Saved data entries
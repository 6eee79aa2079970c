//! Repository Implementation

use crate::StorageError;
use chrono::{DateTime, NaiveDate, Utc};
use inference_engine::{ActivityRecord, SubjectId};
use serde::{Deserialize, Serialize};
use std::collections::{BTreeMap, VecDeque};
use std::sync::{Mutex, MutexGuard};
use tracing::{debug, info};
use uuid::Uuid;

/// All records of one subject on one day
#[derive(Debug, Clone, PartialEq, Serialize, Deserialize)]
pub struct DayDocument {
    pub subject: SubjectId,
    pub date: NaiveDate,
    pub records: Vec<ActivityRecord>,
}

/// Per-subject profile
#[derive(Debug, Clone, PartialEq, Serialize, Deserialize)]
pub struct SubjectProfile {
    pub subject: SubjectId,
    pub device_token: Option<String>,
    /// Whether the most recent ingestion contained a fall
    pub is_fall: bool,
    pub updated_at: DateTime<Utc>,
}

impl SubjectProfile {
    fn new(subject: SubjectId) -> Self {
        Self {
            subject,
            device_token: None,
            is_fall: false,
            updated_at: Utc::now(),
        }
    }
}

/// Reported position of a subject
#[derive(Debug, Clone, PartialEq, Serialize, Deserialize)]
pub struct LocationRecord {
    pub id: String,
    pub subject: SubjectId,
    pub latitude: f64,
    pub longitude: f64,
    pub recorded_at: DateTime<Utc>,
}

/// Serialized form of the whole repository
#[derive(Serialize, Deserialize)]
struct Snapshot {
    documents: Vec<DayDocument>,
    profiles: Vec<SubjectProfile>,
    locations: Vec<LocationRecord>,
}

fn lock<T>(mutex: &Mutex<T>) -> Result<MutexGuard<'_, T>, StorageError> {
    mutex
        .lock()
        .map_err(|e| StorageError::Poisoned(e.to_string()))
}

/// Repository for data access (in-memory)
pub struct Repository {
    /// Day documents keyed by subject and date
    documents: Mutex<BTreeMap<(SubjectId, NaiveDate), DayDocument>>,
    profiles: Mutex<BTreeMap<SubjectId, SubjectProfile>>,
    locations: Mutex<VecDeque<LocationRecord>>,
    /// Oldest locations are dropped beyond this
    max_locations: usize,
}

impl Repository {
    /// Create a new in-memory repository
    pub fn new() -> Self {
        info!("Creating in-memory repository");
        Self {
            documents: Mutex::new(BTreeMap::new()),
            profiles: Mutex::new(BTreeMap::new()),
            locations: Mutex::new(VecDeque::new()),
            max_locations: 10_000,
        }
    }

    /// Append records to the subject's document for `date`, creating it if
    /// absent. Returns the document's record count.
    pub fn append_records(
        &self,
        subject: &SubjectId,
        date: NaiveDate,
        records: &[ActivityRecord],
    ) -> Result<usize, StorageError> {
        let mut documents = lock(&self.documents)?;
        let document = documents
            .entry((subject.clone(), date))
            .or_insert_with(|| DayDocument {
                subject: subject.clone(),
                date,
                records: Vec::new(),
            });
        document.records.extend_from_slice(records);
        debug!(
            "Appended {} records to {} {} ({} total)",
            records.len(),
            subject,
            date,
            document.records.len()
        );
        Ok(document.records.len())
    }

    /// Document of one subject-day
    pub fn day_document(&self, subject: &SubjectId, date: NaiveDate) -> Result<Option<DayDocument>, StorageError> {
        let documents = lock(&self.documents)?;
        Ok(documents.get(&(subject.clone(), date)).cloned())
    }

    /// Documents dated `from` or later, ordered by subject then date
    pub fn documents_since(&self, from: NaiveDate) -> Result<Vec<DayDocument>, StorageError> {
        let documents = lock(&self.documents)?;
        Ok(documents
            .values()
            .filter(|d| d.date >= from)
            .cloned()
            .collect())
    }

    /// Drop day documents dated before `cutoff`. Returns how many were removed.
    pub fn prune_before(&self, cutoff: NaiveDate) -> Result<usize, StorageError> {
        let mut documents = lock(&self.documents)?;
        let before = documents.len();
        documents.retain(|(_, date), _| *date >= cutoff);
        let removed = before - documents.len();
        if removed > 0 {
            info!("Pruned {} day documents before {}", removed, cutoff);
        }
        Ok(removed)
    }

    /// Store or replace the subject's device token
    pub fn set_device_token(&self, subject: &SubjectId, token: &str) -> Result<(), StorageError> {
        let mut profiles = lock(&self.profiles)?;
        let profile = profiles
            .entry(subject.clone())
            .or_insert_with(|| SubjectProfile::new(subject.clone()));
        profile.device_token = Some(token.to_string());
        profile.updated_at = Utc::now();
        info!("Device token registered for {}", subject);
        Ok(())
    }

    /// Set the subject's fall flag
    pub fn set_fall(&self, subject: &SubjectId, is_fall: bool) -> Result<(), StorageError> {
        let mut profiles = lock(&self.profiles)?;
        let profile = profiles
            .entry(subject.clone())
            .or_insert_with(|| SubjectProfile::new(subject.clone()));
        profile.is_fall = is_fall;
        profile.updated_at = Utc::now();
        Ok(())
    }

    pub fn profile(&self, subject: &SubjectId) -> Result<Option<SubjectProfile>, StorageError> {
        let profiles = lock(&self.profiles)?;
        Ok(profiles.get(subject).cloned())
    }

    /// Every stored profile
    pub fn profiles(&self) -> Result<Vec<SubjectProfile>, StorageError> {
        Ok(lock(&self.profiles)?.values().cloned().collect())
    }

    /// Device token of a subject, or `NotFound`
    pub fn device_token(&self, subject: &SubjectId) -> Result<String, StorageError> {
        self.profile(subject)?
            .and_then(|p| p.device_token)
            .ok_or(StorageError::NotFound)
    }

    /// Store a reported location under a fresh id
    pub fn insert_location(
        &self,
        subject: &SubjectId,
        latitude: f64,
        longitude: f64,
        recorded_at: DateTime<Utc>,
    ) -> Result<LocationRecord, StorageError> {
        let record = LocationRecord {
            id: Uuid::new_v4().to_string(),
            subject: subject.clone(),
            latitude,
            longitude,
            recorded_at,
        };

        let mut locations = lock(&self.locations)?;
        while locations.len() >= self.max_locations {
            locations.pop_front();
        }
        locations.push_back(record.clone());
        debug!("Stored location {} for {}", record.id, subject);
        Ok(record)
    }

    /// Most recent locations of a subject, newest first
    pub fn locations(&self, subject: &SubjectId, limit: usize) -> Result<Vec<LocationRecord>, StorageError> {
        let locations = lock(&self.locations)?;
        Ok(locations
            .iter()
            .rev()
            .filter(|l| &l.subject == subject)
            .take(limit)
            .cloned()
            .collect())
    }

    pub fn document_count(&self) -> usize {
        self.documents.lock().map(|d| d.len()).unwrap_or(0)
    }

    pub fn subject_count(&self) -> usize {
        self.profiles.lock().map(|p| p.len()).unwrap_or(0)
    }

    pub fn location_count(&self) -> usize {
        self.locations.lock().map(|l| l.len()).unwrap_or(0)
    }

    /// Serialize every document, profile and location with postcard
    pub fn snapshot(&self) -> Result<Vec<u8>, StorageError> {
        let snapshot = Snapshot {
            documents: lock(&self.documents)?.values().cloned().collect(),
            profiles: lock(&self.profiles)?.values().cloned().collect(),
            locations: lock(&self.locations)?.iter().cloned().collect(),
        };
        postcard::to_allocvec(&snapshot).map_err(|e| StorageError::SerializationError(e.to_string()))
    }

    /// Rebuild a repository from `snapshot` output
    pub fn restore(bytes: &[u8]) -> Result<Self, StorageError> {
        let snapshot: Snapshot =
            postcard::from_bytes(bytes).map_err(|e| StorageError::SerializationError(e.to_string()))?;

        let repo = Self::new();
        {
            let mut documents = lock(&repo.documents)?;
            for document in snapshot.documents {
                documents.insert((document.subject.clone(), document.date), document);
            }
            let mut profiles = lock(&repo.profiles)?;
            for profile in snapshot.profiles {
                profiles.insert(profile.subject.clone(), profile);
            }
            lock(&repo.locations)?.extend(snapshot.locations);
        }
        info!(
            "Restored repository: {} documents, {} subjects",
            repo.document_count(),
            repo.subject_count()
        );
        Ok(repo)
    }
}

impl Default for Repository {
    fn default() -> Self {
        Self::new()
    }
}

#[cfg(test)]
mod tests {
    use super::*;
    use chrono::TimeZone;
    use inference_engine::ActivityType;

    fn day() -> NaiveDate {
        NaiveDate::from_ymd_opt(2024, 5, 1).unwrap()
    }

    fn record(activity: ActivityType) -> ActivityRecord {
        let at = Utc.with_ymd_and_hms(2024, 5, 1, 10, 0, 0).unwrap();
        ActivityRecord::new(activity, at, at)
    }

    #[test]
    fn test_append_creates_then_extends_document() {
        let repo = Repository::new();
        let alice = SubjectId::from("alice");

        assert_eq!(repo.append_records(&alice, day(), &[record(ActivityType::Walk)]).unwrap(), 1);
        assert_eq!(
            repo.append_records(&alice, day(), &[record(ActivityType::Sit), record(ActivityType::Sit)])
                .unwrap(),
            3
        );
        assert_eq!(repo.document_count(), 1);

        let document = repo.day_document(&alice, day()).unwrap().unwrap();
        assert_eq!(document.records[0].activity, ActivityType::Walk);
        assert!(repo.day_document(&SubjectId::from("bob"), day()).unwrap().is_none());
    }

    #[test]
    fn test_prune_before_drops_old_days() {
        let repo = Repository::new();
        let alice = SubjectId::from("alice");
        let earlier = day().pred_opt().unwrap();
        repo.append_records(&alice, earlier, &[record(ActivityType::Walk)]).unwrap();
        repo.append_records(&alice, day(), &[record(ActivityType::Sit)]).unwrap();

        assert_eq!(repo.documents_since(earlier).unwrap().len(), 2);
        assert_eq!(repo.prune_before(day()).unwrap(), 1);
        assert!(repo.day_document(&alice, earlier).unwrap().is_none());
        assert_eq!(repo.documents_since(earlier).unwrap()[0].date, day());
        assert_eq!(repo.prune_before(day()).unwrap(), 0);
    }

    #[test]
    fn test_profile_token_and_fall_flag() {
        let repo = Repository::new();
        let alice = SubjectId::from("alice");
        assert!(matches!(repo.device_token(&alice), Err(StorageError::NotFound)));

        repo.set_fall(&alice, true).unwrap();
        repo.set_device_token(&alice, "tok").unwrap();
        let profile = repo.profile(&alice).unwrap().unwrap();
        assert!(profile.is_fall);
        assert_eq!(repo.device_token(&alice).unwrap(), "tok");

        repo.set_fall(&alice, false).unwrap();
        assert!(!repo.profile(&alice).unwrap().unwrap().is_fall);
        assert_eq!(repo.profiles().unwrap().len(), 1);
    }

    #[test]
    fn test_locations_newest_first_with_retention() {
        let mut repo = Repository::new();
        repo.max_locations = 3;
        let alice = SubjectId::from("alice");
        for i in 0..5 {
            repo.insert_location(&alice, i as f64, 0.0, Utc::now()).unwrap();
        }
        assert_eq!(repo.location_count(), 3);
        let latest = repo.locations(&alice, 2).unwrap();
        assert_eq!(latest[0].latitude, 4.0);
        assert_eq!(latest[1].latitude, 3.0);
        assert_ne!(latest[0].id, latest[1].id);
    }

    #[test]
    fn test_snapshot_restore() {
        let repo = Repository::new();
        let alice = SubjectId::from("alice");
        repo.append_records(&alice, day(), &[record(ActivityType::Fall)]).unwrap();
        repo.set_device_token(&alice, "tok").unwrap();
        repo.insert_location(&alice, 10.0, 106.0, Utc::now()).unwrap();

        let restored = Repository::restore(&repo.snapshot().unwrap()).unwrap();
        assert_eq!(restored.day_document(&alice, day()).unwrap(), repo.day_document(&alice, day()).unwrap());
        assert_eq!(restored.device_token(&alice).unwrap(), "tok");
        assert_eq!(restored.location_count(), 1);

        assert!(Repository::restore(&[0xff, 0xff]).is_err());
    }
}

_WHAT NEEDS TO BE DONE_
Copy every line of the data that holds the string "DayDocument".

_EXERCISE ANSWER_
pub struct DayDocument {
    documents: Vec<DayDocument>,
    documents: Mutex<BTreeMap<(SubjectId, NaiveDate), DayDocument>>,
            .or_insert_with(|| DayDocument {
    pub fn day_document(&self, subject: &SubjectId, date: NaiveDate) -> Result<Option<DayDocument>, StorageError> {
    pub fn documents_since(&self, from: NaiveDate) -> Result<Vec<DayDocument>, StorageError> {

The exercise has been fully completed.